Unlike the opera, a symphony or a play, professional baseball doesn't demand that its spectators pay close attention to the main event, because it offers instant replay, big-screen close-ups and an announcer who repeats, and repeats and repeats what's happening on the field. 

This week marks the halfway point in the baseball season. Doesn't seem possible, does it? How can it be the Fourth of July already? The yard is just starting to look good, and the barbecue is just getting warmed up.

But the calendar doesn't lie. When the National League and American League all stars take to the field in Seattle on Tuesday, we're halfway to the World Series. Now comes word from Nielsen Media Research, via the Wall Street Journal, that the number of viewers under the age of 18 who will watch the televised World Series has dropped by 30 percent in the past five years. Experts speculate that computer-age kids accustomed to video games and MTV aren't watching America's game because its slow pace bores them.

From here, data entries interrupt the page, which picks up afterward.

//! Storage backends used by the report and image subsystems.
//!
//! Each external store is a trait so that the application can pick one
//! implementation per environment at startup and tests can substitute fakes:
//!
//! - [`DocumentStore`] - report documents (JSON bodies with store timestamps)
//! - [`BlobStore`] - standalone image uploads, addressed by URL
//! - [`LegacyImageStore`] - the deprecated keyed image store
//! - [`KeyValueStore`] - the small, quota-bounded local store behind the image cache

mod http;
mod sqlite;

pub use http::{HttpBlobStore, HttpLegacyStore};
pub use sqlite::{SqliteDocumentStore, SqliteKeyValueStore, SqliteLegacyStore};

use async_trait::async_trait;
use reportforge_common::Result;
use reportforge_db::models::{Document, LegacyImageRecord};
use serde_json::{Map, Value};

// ---------------------------------------------------------------------------
// Document store
// ---------------------------------------------------------------------------

/// Persistent document storage grouped by collection.
#[async_trait]
pub trait DocumentStore: Send + Sync {
    /// Insert `fields` as a new document and return its id.
    async fn create(&self, collection: &str, fields: Map<String, Value>) -> Result<String>;

    /// Fetch a document, or `None` when it does not exist.
    async fn get(&self, collection: &str, id: &str) -> Result<Option<Document>>;

    /// Shallow-merge `partial` into an existing document.
    ///
    /// Fails with `Error::NotFound` when the document does not exist.
    async fn update(&self, collection: &str, id: &str, partial: Map<String, Value>) -> Result<()>;

    /// Hard-delete a document. Returns whether anything was removed.
    async fn delete(&self, collection: &str, id: &str) -> Result<bool>;

    /// Every document in the collection ordered by `order_by`.
    async fn query_all(
        &self,
        collection: &str,
        order_by: &str,
        descending: bool,
    ) -> Result<Vec<Document>>;
}

// ---------------------------------------------------------------------------
// Blob store
// ---------------------------------------------------------------------------

/// Remote storage for standalone image files.
#[async_trait]
pub trait BlobStore: Send + Sync {
    /// Store `bytes` at `path` and return a URL that serves them.
    async fn upload(&self, bytes: Vec<u8>, path: &str, content_type: &str) -> Result<String>;
}

// ---------------------------------------------------------------------------
// Legacy image store
// ---------------------------------------------------------------------------

/// The keyed image store used by older reports (`rtdb://<key>` references).
#[async_trait]
pub trait LegacyImageStore: Send + Sync {
    /// Write a record under a newly generated key and return the key.
    async fn write(&self, collection: &str, record: LegacyImageRecord) -> Result<String>;

    /// Read a record, or `None` when the key is unknown.
    async fn read(&self, collection: &str, key: &str) -> Result<Option<LegacyImageRecord>>;
}

// ---------------------------------------------------------------------------
// Local key-value store
// ---------------------------------------------------------------------------

/// Small synchronous string store with a byte quota.
///
/// Implementations must report a full store as `Error::CapacityExceeded`
/// and leave the store unchanged when they do.
pub trait KeyValueStore: Send + Sync {
    fn get_item(&self, key: &str) -> Result<Option<String>>;

    fn set_item(&self, key: &str, value: &str) -> Result<()>;

    /// Returns whether an entry was removed.
    fn remove_item(&self, key: &str) -> Result<bool>;

    /// All keys, oldest write first.
    fn keys(&self) -> Result<Vec<String>>;
}
mod types;

pub use types::*;

use anyhow::{Context, Result};
use std::path::Path;

use crate::images::CompressionPreset;
use crate::images::StorageMode;

/// Load configuration from a TOML file
pub fn load_config(path: &Path) -> Result<Config> {
    let content = std::fs::read_to_string(path)
        .with_context(|| format!("Failed to read config file: {:?}", path))?;

    let config: Config = toml::from_str(&content)
        .with_context(|| format!("Failed to parse config file: {:?}", path))?;

    validate_config(&config)?;

    Ok(config)
}

/// Load config from default locations or return default config
pub fn load_config_or_default(custom_path: Option<&Path>) -> Result<Config> {
    if let Some(path) = custom_path {
        return load_config(path);
    }

    let default_paths = [
        "./reportforge.toml",
        "./config.toml",
        "~/.config/reportforge/config.toml",
    ];

    for path_str in default_paths {
        let path = shellexpand::tilde(path_str);
        let path = Path::new(path.as_ref());
        if path.exists() {
            tracing::debug!("Using config file {:?}", path);
            return load_config(path);
        }
    }

    Ok(Config::default())
}

fn validate_preset(name: &str, preset: &CompressionPreset) -> Result<()> {
    if preset.max_dimension == 0 {
        anyhow::bail!("images.{}.max_dimension cannot be 0", name);
    }
    if !(0.0..=1.0).contains(&preset.quality) {
        anyhow::bail!(
            "images.{}.quality must be between 0 and 1, got {}",
            name,
            preset.quality
        );
    }
    Ok(())
}

/// Validate configuration
pub fn validate_config(config: &Config) -> Result<()> {
    validate_preset("blob_preset", &config.images.blob_preset)?;
    validate_preset("inline_preset", &config.images.inline_preset)?;

    if config.images.max_inline_bytes == 0 {
        anyhow::bail!("images.max_inline_bytes cannot be 0");
    }

    if config.resolve.timeout_ms == 0 {
        anyhow::bail!("resolve.timeout_ms cannot be 0");
    }

    if config.legacy.timeout_ms == 0 {
        anyhow::bail!("legacy.timeout_ms cannot be 0");
    }

    if config.images.storage == StorageMode::Remote && config.blob.base_url.is_none() {
        anyhow::bail!("images.storage is \"remote\" but blob.base_url is not set");
    }

    if config.cache.prefix.is_empty() {
        tracing::warn!("cache.prefix is empty, cache eviction will consider every local entry");
    }

    Ok(())
}

#[cfg(test)]
mod tests {
    use super::*;
    use std::io::Write;

    fn write_config(content: &str) -> tempfile::NamedTempFile {
        let mut file = tempfile::NamedTempFile::new().unwrap();
        file.write_all(content.as_bytes()).unwrap();
        file
    }

    #[test]
    fn test_defaults() {
        let config = Config::default();
        assert_eq!(config.database.collection, "laporan");
        assert_eq!(config.images.storage, StorageMode::Inline);
        assert_eq!(config.images.max_inline_bytes, 900_000);
        assert_eq!(config.images.blob_preset, CompressionPreset::BLOB);
        assert_eq!(config.images.inline_preset, CompressionPreset::INLINE);
        assert_eq!(config.resolve.timeout_ms, 5000);
        assert_eq!(config.legacy.collection, "images");
        assert_eq!(config.cache.prefix, "img_");
        assert!(validate_config(&config).is_ok());
    }

    #[test]
    fn test_empty_file_gives_defaults() {
        let file = write_config("");
        let config = load_config(file.path()).unwrap();
        assert_eq!(config, Config::default());
    }

    #[test]
    fn test_load_full_config() {
        let file = write_config(
            r#"
            [database]
            path = "/var/lib/reportforge/data.db"

            [images]
            storage = "remote"
            max_inline_bytes = 500000

            [images.inline_preset]
            max_dimension = 800
            quality = 0.6

            [resolve]
            timeout_ms = 3000

            [legacy]
            base_url = "https://legacy.example"

            [cache]
            quota_bytes = 1048576

            [blob]
            base_url = "https://blob.example/upload"
            public_base_url = "https://cdn.example"
            "#,
        );

        let config = load_config(file.path()).unwrap();
        assert_eq!(config.images.storage, StorageMode::Remote);
        assert_eq!(config.images.inline_preset.max_dimension, 800);
        assert_eq!(config.images.blob_preset, CompressionPreset::BLOB);
        assert_eq!(config.resolve.timeout_ms, 3000);
        assert_eq!(config.legacy.base_url.as_deref(), Some("https://legacy.example"));
        assert_eq!(config.legacy.timeout_ms, 10_000);
        assert_eq!(config.cache.quota_bytes, 1_048_576);
        assert_eq!(config.blob.public_base_url.as_deref(), Some("https://cdn.example"));
    }

    #[test]
    fn test_rejects_quality_out_of_range() {
        let file = write_config(
            r#"
            [images.blob_preset]
            max_dimension = 1200
            quality = 1.5
            "#,
        );
        let err = load_config(file.path()).unwrap_err();
        assert!(err.to_string().contains("quality"));
    }

    #[test]
    fn test_rejects_zero_values() {
        let mut config = Config::default();
        config.resolve.timeout_ms = 0;
        assert!(validate_config(&config).is_err());

        let mut config = Config::default();
        config.images.inline_preset.max_dimension = 0;
        assert!(validate_config(&config).is_err());
    }

    #[test]
    fn test_remote_storage_requires_blob_url() {
        let mut config = Config::default();
        config.images.storage = StorageMode::Remote;
        assert!(validate_config(&config).is_err());

        config.blob.base_url = Some("https://blob.example".into());
        assert!(validate_config(&config).is_ok());
    }

    #[test]
    fn test_explicit_missing_path_fails() {
        let result = load_config_or_default(Some(Path::new("/nonexistent/reportforge.toml")));
        assert!(result.is_err());
    }
}
//! Shared test harness for integration tests.
//!
//! Provides [`TestHarness`] which creates an in-memory DB, default config and
//! a full [`AppContext`] over it.

#![allow(dead_code)]

use std::io::Cursor;

use base64::engine::general_purpose::STANDARD;
use base64::Engine;
use image::{DynamicImage, ImageFormat, Rgb, RgbImage};

use reportforge::config::Config;
use reportforge::context::AppContext;
use reportforge::images::ImageRef;
use reportforge::report::ReportForm;
use reportforge::storage::{LegacyImageStore, SqliteLegacyStore};
use reportforge_db::models::LegacyImageRecord;
use reportforge_db::pool::DbPool;

/// Test harness wrapping a fully-constructed [`AppContext`] backed by an
/// in-memory database.
pub struct TestHarness {
    pub ctx: AppContext,
    pub db: DbPool,
}

impl TestHarness {
    /// Create a new harness with default configuration and in-memory DB.
    pub fn new() -> Self {
        Self::with_config(Config::default())
    }

    /// Create a new harness with a custom configuration and in-memory DB.
    pub fn with_config(config: Config) -> Self {
        let ctx = AppContext::in_memory(config).expect("failed to build context");
        let db = ctx.db.clone();
        Self { ctx, db }
    }

    /// Store `payload` in the local legacy table and return its reference.
    pub async fn seed_legacy(&self, payload: &str) -> String {
        let store = SqliteLegacyStore::new(self.db.clone());
        let key = store
            .write(&self.ctx.config.legacy.collection, LegacyImageRecord::new(payload))
            .await
            .expect("failed to seed legacy image");
        ImageRef::legacy(&key).into_string()
    }
}

/// A filled-in single-day form.
pub fn sample_form(name: &str) -> ReportForm {
    ReportForm {
        activity_name: name.to_string(),
        date: "2024-05-01".into(),
        start_time: "08:00".into(),
        end_time: "12:00".into(),
        location: "Aula Kantor".into(),
        description: "Pelaksanaan kegiatan".into(),
        person_in_charge: "Budi".into(),
        person_in_charge_position: "Kepala Seksi".into(),
        introduction: "Latar belakang".into(),
        ..Default::default()
    }
}

/// PNG bytes of a solid `width` x `height` image.
pub fn png_bytes(width: u32, height: u32) -> Vec<u8> {
    let img = RgbImage::from_pixel(width, height, Rgb([40, 120, 200]));
    let mut buf = Vec::new();
    DynamicImage::ImageRgb8(img)
        .write_to(&mut Cursor::new(&mut buf), ImageFormat::Png)
        .expect("failed to encode png");
    buf
}

/// `png_bytes` as an inline data URI.
pub fn png_data_uri(width: u32, height: u32) -> String {
    format!("data:image/png;base64,{}", STANDARD.encode(png_bytes(width, height)))
}

/// A short inline payload that is not a decodable image.
pub fn opaque_data_uri(tag: &str) -> String {
    format!("data:image/jpeg;base64,{}", STANDARD.encode(tag))
}
//! Report lifecycle operations.
//!
//! [`ReportService`] ties the persistence adapter, the document store, the
//! local draft slot and the image resolver together. Store failures are
//! returned to the caller as they are; nothing here retries.

use std::sync::Arc;

use chrono::Utc;
use reportforge_common::{Error, Result, ReportStatus};
use serde::Serialize;
use serde_json::{Map, Value};
use tracing::{info, warn};

use super::adapter::{self, WriteLimits, WriteStats};
use super::model::{DraftSlot, Report, ReportForm};
use crate::images::BatchResolver;
use crate::storage::{DocumentStore, KeyValueStore};

/// Default collection of report documents.
pub const DEFAULT_COLLECTION: &str = "laporan";

/// Local key of the draft slot.
pub const DRAFT_SLOT_KEY: &str = "reportforge_draft";

const ORDER_FIELD: &str = "createdAt";

/// Result of a save.
#[derive(Debug, Clone)]
pub struct SaveOutcome {
    pub id: String,
    /// The report as stored.
    pub report: Report,
    pub stats: WriteStats,
}

impl SaveOutcome {
    /// Warning to show when images were dropped.
    pub fn warning(&self) -> Option<String> {
        self.stats.warning()
    }
}

/// One resolved image in the gallery.
#[derive(Debug, Clone, PartialEq, Serialize)]
#[serde(rename_all = "camelCase")]
pub struct GalleryImage {
    pub report_id: String,
    pub activity_name: String,
    pub day: u32,
    pub date: String,
    /// Displayable image source.
    pub src: String,
}

/// Report operations over injected stores.
pub struct ReportService {
    documents: Arc<dyn DocumentStore>,
    local: Arc<dyn KeyValueStore>,
    resolver: BatchResolver,
    collection: String,
    limits: WriteLimits,
}

impl ReportService {
    pub fn new(
        documents: Arc<dyn DocumentStore>,
        local: Arc<dyn KeyValueStore>,
        resolver: BatchResolver,
        collection: impl Into<String>,
        limits: WriteLimits,
    ) -> Self {
        Self {
            documents,
            local,
            resolver,
            collection: collection.into(),
            limits,
        }
    }

    pub fn collection(&self) -> &str {
        &self.collection
    }

    pub fn resolver(&self) -> &BatchResolver {
        &self.resolver
    }

    // -----------------------------------------------------------------------
    // Writes
    // -----------------------------------------------------------------------

    /// Save the form as a draft.
    ///
    /// The first save creates a document; later saves update the document
    /// remembered in the draft slot.
    pub async fn save_draft(&self, form: &ReportForm) -> Result<SaveOutcome> {
        let existing = self.get_draft()?.and_then(|slot| slot.document_id);
        let report = adapter::to_document_shape(form, ReportStatus::Draft);
        let outcome = self.write(report, existing).await?;

        let slot = DraftSlot {
            form: form.clone(),
            document_id: Some(outcome.id.clone()),
            saved_at: Utc::now(),
        };
        if let Err(e) = self.store_draft(&slot) {
            warn!(error = %e, "Failed to remember draft locally");
        }

        info!(id = %outcome.id, "Draft saved");
        Ok(outcome)
    }

    /// Finalize the form.
    ///
    /// Writes to `editing_id` when given, else to the drafted document, else
    /// to a new document. The draft slot is cleared afterwards.
    pub async fn submit(&self, form: &ReportForm, editing_id: Option<&str>) -> Result<SaveOutcome> {
        let target = match editing_id {
            Some(id) => Some(id.to_string()),
            None => self.get_draft()?.and_then(|slot| slot.document_id),
        };

        let report = adapter::to_document_shape(form, ReportStatus::Submitted);
        let outcome = self.write(report, target).await?;

        if let Err(e) = self.clear_draft() {
            warn!(error = %e, "Failed to clear draft slot");
        }

        info!(id = %outcome.id, "Report submitted");
        Ok(outcome)
    }

    async fn write(&self, report: Report, target: Option<String>) -> Result<SaveOutcome> {
        let (fields, stats) = adapter::prepare_for_write(&report, self.limits).await?;

        let id = match target {
            Some(id) => match self.documents.update(&self.collection, &id, fields.clone()).await {
                Ok(()) => id,
                Err(Error::NotFound(_)) => {
                    warn!(id = %id, "Target document is gone, creating a new one");
                    self.documents.create(&self.collection, fields).await?
                }
                Err(e) => return Err(e),
            },
            None => self.documents.create(&self.collection, fields).await?,
        };

        let report = self.require(&id).await?;
        Ok(SaveOutcome { id, report, stats })
    }

    /// Shallow-merge `partial` into a stored report.
    pub async fn update(&self, id: &str, mut partial: Map<String, Value>) -> Result<Report> {
        for key in ["id", "createdAt", "updatedAt"] {
            partial.remove(key);
        }
        self.documents.update(&self.collection, id, partial).await?;
        info!(id, "Report updated");
        self.require(id).await
    }

    /// Hard-delete a report. Returns whether it existed.
    pub async fn delete(&self, id: &str) -> Result<bool> {
        let deleted = self.documents.delete(&self.collection, id).await?;

        if let Ok(Some(slot)) = self.get_draft() {
            if slot.document_id.as_deref() == Some(id) {
                self.clear_draft()?;
            }
        }

        if deleted {
            info!(id, "Report deleted");
        }
        Ok(deleted)
    }

    // -----------------------------------------------------------------------
    // Reads
    // -----------------------------------------------------------------------

    pub async fn get(&self, id: &str) -> Result<Option<Report>> {
        self.documents
            .get(&self.collection, id)
            .await?
            .map(adapter::from_document)
            .transpose()
    }

    async fn require(&self, id: &str) -> Result<Report> {
        self.get(id)
            .await?
            .ok_or_else(|| Error::not_found(format!("{}/{}", self.collection, id)))
    }

    /// All reports, newest first.
    pub async fn list(&self) -> Result<Vec<Report>> {
        self.documents
            .query_all(&self.collection, ORDER_FIELD, true)
            .await?
            .into_iter()
            .map(adapter::from_document)
            .collect()
    }

    /// A report with every day's images resolved, for the letter layout.
    pub async fn load_resolved(&self, id: &str) -> Result<Option<Report>> {
        let Some(mut report) = self.get(id).await? else {
            return Ok(None);
        };

        let groups = report.image_groups();
        let resolved = self
            .resolver
            .resolve_groups(&groups, self.resolver.timeout())
            .await;

        for (day, images) in report.days.iter_mut().zip(resolved) {
            day.images = images;
        }
        Ok(Some(report))
    }

    /// All images of a report in one resolved list, for the magazine layout.
    pub async fn magazine_images(&self, id: &str) -> Result<Vec<String>> {
        let report = self.require(id).await?;
        let images: Vec<String> = report.all_images().cloned().collect();
        Ok(self
            .resolver
            .resolve_all(&images, self.resolver.timeout())
            .await)
    }

    /// Every image of every report, resolved and tagged with its origin.
    pub async fn gallery(&self) -> Result<Vec<GalleryImage>> {
        let reports = self.list().await?;

        let mut entries = Vec::new();
        for report in &reports {
            let report_id = report.id.clone().unwrap_or_default();
            for day in &report.days {
                for image in &day.images {
                    entries.push((
                        GalleryImage {
                            report_id: report_id.clone(),
                            activity_name: report.activity_name.clone(),
                            day: day.day,
                            date: day.date.clone(),
                            src: String::new(),
                        },
                        vec![image.clone()],
                    ));
                }
            }
        }

        let groups: Vec<Vec<String>> = entries.iter().map(|(_, refs)| refs.clone()).collect();
        let resolved = self
            .resolver
            .resolve_groups(&groups, self.resolver.timeout())
            .await;

        Ok(entries
            .into_iter()
            .zip(resolved)
            .filter_map(|((mut image, _), mut srcs)| {
                image.src = srcs.pop()?;
                Some(image)
            })
            .collect())
    }

    // -----------------------------------------------------------------------
    // Draft slot
    // -----------------------------------------------------------------------

    /// The locally remembered draft, if any.
    ///
    /// An unreadable slot counts as empty.
    pub fn get_draft(&self) -> Result<Option<DraftSlot>> {
        let Some(raw) = self.local.get_item(DRAFT_SLOT_KEY)? else {
            return Ok(None);
        };

        match serde_json::from_str(&raw) {
            Ok(slot) => Ok(Some(slot)),
            Err(e) => {
                warn!(error = %e, "Ignoring unreadable draft slot");
                Ok(None)
            }
        }
    }

    /// Forget the local draft. Returns whether there was one.
    pub fn clear_draft(&self) -> Result<bool> {
        self.local.remove_item(DRAFT_SLOT_KEY)
    }

    /// Write the draft slot. Cached images give way when the store is full.
    fn store_draft(&self, slot: &DraftSlot) -> Result<()> {
        let raw = serde_json::to_string(slot)?;
        match self.local.set_item(DRAFT_SLOT_KEY, &raw) {
            Err(e) if e.is_capacity() => {
                let evicted = self.resolver.cache().clear();
                info!(evicted, "Local store full, cleared image cache for the draft slot");
                self.local.set_item(DRAFT_SLOT_KEY, &raw)
            }
            other => other,
        }
    }
}
//! Image compression for storage.
//!
//! Images are downsampled so their longer side fits a preset bound and then
//! re-encoded as JPEG. Compression is best-effort: a payload that cannot be
//! decoded comes back unchanged from [`compress`].

use std::io::Cursor;

use base64::engine::general_purpose::STANDARD;
use base64::Engine as _;
use image::codecs::jpeg::JpegEncoder;
use image::imageops::FilterType;
use image::DynamicImage;
use serde::{Deserialize, Serialize};
use tracing::{debug, warn};

use reportforge_common::Error;

use super::reference::INLINE_PREFIX;

/// MIME type of every compressed output.
pub const OUTPUT_MIME: &str = "image/jpeg";

/// Content types accepted for upload.
pub const ALLOWED_UPLOAD_TYPES: &[&str] = &[
    "image/jpeg",
    "image/jpg",
    "image/png",
    "image/gif",
    "image/webp",
];

/// Default upload size limit, in megabytes.
pub const DEFAULT_MAX_UPLOAD_MB: u64 = 5;

/// Size bound and quality used for one compression call site.
#[derive(Debug, Clone, Copy, PartialEq, Serialize, Deserialize)]
pub struct CompressionPreset {
    /// Upper bound for the longer side, in pixels.
    pub max_dimension: u32,
    /// Lossy quality in `0.0..=1.0`.
    pub quality: f32,
}

impl CompressionPreset {
    /// Standalone uploads to the blob store.
    pub const BLOB: Self = Self {
        max_dimension: 1200,
        quality: 0.7,
    };

    /// Images embedded in the report document itself.
    pub const INLINE: Self = Self {
        max_dimension: 600,
        quality: 0.5,
    };

    /// JPEG quality on the encoder's 1-100 scale.
    pub fn jpeg_quality(&self) -> u8 {
        (self.quality * 100.0).round().clamp(1.0, 100.0) as u8
    }
}

/// Errors raised while compressing.
#[derive(Debug, thiserror::Error)]
pub enum CodecError {
    #[error("not a base64 data URI")]
    NotDataUri,

    #[error("invalid base64 payload: {0}")]
    Base64(#[from] base64::DecodeError),

    #[error("failed to decode image: {0}")]
    Decode(#[source] image::ImageError),

    #[error("failed to encode image: {0}")]
    Encode(#[source] image::ImageError),
}

impl CodecError {
    /// Whether the input itself was unreadable (as opposed to the encoder failing).
    pub fn is_input_error(&self) -> bool {
        !matches!(self, Self::Encode(_))
    }
}

/// Output of a successful compression.
#[derive(Debug, Clone)]
pub struct CompressedImage {
    /// JPEG bytes.
    pub bytes: Vec<u8>,
    pub width: u32,
    pub height: u32,
    pub original_width: u32,
    pub original_height: u32,
}

impl CompressedImage {
    /// Encode the JPEG bytes as a data URI.
    pub fn to_data_uri(&self) -> String {
        to_data_uri(OUTPUT_MIME, &self.bytes)
    }
}

/// Split a base64 data URI into its MIME type and decoded bytes.
pub fn parse_data_uri(uri: &str) -> Result<(String, Vec<u8>), CodecError> {
    let rest = uri.strip_prefix(INLINE_PREFIX).ok_or(CodecError::NotDataUri)?;
    let (meta, data) = rest.split_once(',').ok_or(CodecError::NotDataUri)?;
    let mime = meta.strip_suffix(";base64").ok_or(CodecError::NotDataUri)?;

    let bytes = STANDARD.decode(data.trim())?;
    Ok((mime.to_string(), bytes))
}

/// Build a base64 data URI.
pub fn to_data_uri(mime: &str, bytes: &[u8]) -> String {
    format!("{}{};base64,{}", INLINE_PREFIX, mime, STANDARD.encode(bytes))
}

/// Check an uploaded file's declared type and size before any decoding.
pub fn validate_upload(content_type: &str, size: u64, max_mb: u64) -> reportforge_common::Result<()> {
    let content_type = content_type.trim().to_ascii_lowercase();
    if !ALLOWED_UPLOAD_TYPES.contains(&content_type.as_str()) {
        return Err(Error::invalid_input(format!(
            "unsupported file type '{}', expected one of: {}",
            content_type,
            ALLOWED_UPLOAD_TYPES.join(", ")
        )));
    }

    let limit = max_mb.saturating_mul(1024 * 1024);
    if size > limit {
        return Err(Error::invalid_input(format!(
            "file is {} bytes, the limit is {} MB",
            size, max_mb
        )));
    }

    Ok(())
}

/// Dimensions that fit `width x height` inside `max_dimension` on the longer side.
///
/// Aspect ratio is preserved and images are never enlarged.
pub fn target_dimensions(width: u32, height: u32, max_dimension: u32) -> (u32, u32) {
    let longer = width.max(height);
    if longer <= max_dimension || max_dimension == 0 {
        return (width, height);
    }

    let scale = |side: u32| -> u32 {
        let scaled = (side as u64 * max_dimension as u64 + longer as u64 / 2) / longer as u64;
        scaled.max(1) as u32
    };

    if width >= height {
        (max_dimension, scale(height))
    } else {
        (scale(width), max_dimension)
    }
}

/// Decode, downsample, and re-encode raw image bytes as JPEG.
pub fn compress_bytes(data: &[u8], preset: CompressionPreset) -> Result<CompressedImage, CodecError> {
    let img = image::load_from_memory(data).map_err(CodecError::Decode)?;
    encode(img, preset)
}

fn encode(img: DynamicImage, preset: CompressionPreset) -> Result<CompressedImage, CodecError> {
    let (original_width, original_height) = (img.width(), img.height());
    let (width, height) = target_dimensions(original_width, original_height, preset.max_dimension);

    let img = if (width, height) != (original_width, original_height) {
        img.resize_exact(width, height, FilterType::Triangle)
    } else {
        img
    };

    // JPEG has no alpha channel
    let rgb = img.to_rgb8();

    let mut buf = Cursor::new(Vec::new());
    let mut encoder = JpegEncoder::new_with_quality(&mut buf, preset.jpeg_quality());
    encoder.encode_image(&rgb).map_err(CodecError::Encode)?;

    Ok(CompressedImage {
        bytes: buf.into_inner(),
        width,
        height,
        original_width,
        original_height,
    })
}

/// Compress an inline payload.
///
/// Returns `Ok(None)` when the payload is not a decodable data URI; only a
/// failure to encode an image that did decode is an `Err`.
pub fn compress_inline(
    payload: &str,
    preset: CompressionPreset,
) -> Result<Option<String>, CodecError> {
    let decoded = parse_data_uri(payload).and_then(|(_, bytes)| compress_bytes(&bytes, preset));
    let compressed = match decoded {
        Ok(compressed) => compressed,
        Err(e) if e.is_input_error() => {
            warn!(error = %e, "Image payload is not decodable");
            return Ok(None);
        }
        Err(e) => return Err(e),
    };

    let output = compressed.to_data_uri();
    debug!(
        before_kb = payload.len() / 1024,
        after_kb = output.len() / 1024,
        width = compressed.width,
        height = compressed.height,
        "Image compressed"
    );
    Ok(Some(output))
}

/// Compress an inline payload, reporting encoder failures.
///
/// Input that is not a decodable data URI is returned unchanged as `Ok`.
pub fn try_compress(payload: &str, preset: CompressionPreset) -> Result<String, CodecError> {
    Ok(compress_inline(payload, preset)?.unwrap_or_else(|| payload.to_string()))
}

/// Compress an inline payload. Never fails: any error yields the original.
pub fn compress(payload: &str, preset: CompressionPreset) -> String {
    try_compress(payload, preset).unwrap_or_else(|e| {
        warn!(error = %e, "Image compression failed, keeping original");
        payload.to_string()
    })
}
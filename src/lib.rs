//! Reportforge - activity report drafting with tiered image storage
//!
//! This library crate exposes the core functionality for integration testing.

pub mod config;
pub mod context;
pub mod images;
pub mod report;
pub mod storage;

That's a shame. Big-time baseball today is more interesting than ever. In the glory days of Mickey Mantle and Roger Maris, it was rare for a player to hit more than 30 home runs in a season. Today, most teams have at least one batter who will belt 40 homers this year. Baseball players, as a group, are much stronger than in the past.

Nine innings offer ample opportunity to make trips to the concession stand, ogle pretty girls and handsome guys, eavesdrop on lovers' quarrels, strike up a conversation with the stranger sharing your armrest and do the Wave. Roving cameras flash our images up on a giant screen just as we're about to bite into a burrito -- "HI MOM!" Advertising blimps rain prizes down on us as we elbow each other to catch them. The home team's mascot doles out T-shirts. Fountains squirt water high into the air for every home run. We even get to sing, out loud, during the seventh-inning stretch.

We go to the ballpark to see great athletes perform amazing physical feats, but we also go to be entertained. That's not likely to happen at a lacrosse game; I bet you can't buy a foot-long chili dog there, either.